◆ What to work on: Start to finish, copy the data exactly.

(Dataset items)
⟨

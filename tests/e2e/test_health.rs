use crate::helpers::{body_json, StubSpeechBackend, TestApp};

use axum::body::Body;
use axum::http::{Request, StatusCode};
use tower::ServiceExt;

#[tokio::test]
async fn it_should_report_liveness() {
    let app = TestApp::new(StubSpeechBackend::succeeding()).await;

    let response = app
        .router
        .clone()
        .oneshot(
            Request::builder()
                .method("GET")
                .uri("/health")
                .body(Body::empty())
                .unwrap(),
        )
        .await
        .unwrap();

    assert_eq!(response.status(), StatusCode::OK);
}

#[tokio::test]
async fn it_should_report_readiness_with_catalog_counts() {
    let app = TestApp::new(StubSpeechBackend::succeeding()).await;

    let response = app
        .router
        .clone()
        .oneshot(
            Request::builder()
                .method("GET")
                .uri("/health/ready")
                .body(Body::empty())
                .unwrap(),
        )
        .await
        .unwrap();

    assert_eq!(response.status(), StatusCode::OK);
    let body = body_json(response).await;
    assert_eq!(body["status"], "ready");
    assert_eq!(body["languages"], 7);
    assert_eq!(body["voices"], 6);
}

⟩

◆ Answer for this exercise:
filename tests/e2e/test_health.rs
use crate::helpers::{body_json, StubSpeechBackend, TestApp};

use axum::body::Body;
use axum::http::{Request, StatusCode};
use tower::ServiceExt;

#[tokio::test]
async fn it_should_report_liveness() {
    let app = TestApp::new(StubSpeechBackend::succeeding()).await;

    let response = app
        .router
        .clone()
        .oneshot(
            Request::builder()
                .method("GET")
                .uri("/health")
                .body(Body::empty())
                .unwrap(),
        )
        .await
        .unwrap();

    assert_eq!(response.status(), StatusCode::OK);
}

#[tokio::test]
async fn it_should_report_readiness_with_catalog_counts() {
    let app = TestApp::new(StubSpeechBackend::succeeding()).await;

    let response = app
        .router
        .clone()
        .oneshot(
            Request::builder()
                .method("GET")
                .uri("/health/ready")
                .body(Body::empty())
                .unwrap(),
        )
        .await
        .unwrap();

    assert_eq!(response.status(), StatusCode::OK);
    let body = body_json(response).await;
    assert_eq!(body["status"], "ready");
    assert_eq!(body["languages"], 7);
    assert_eq!(body["voices"], 6);
}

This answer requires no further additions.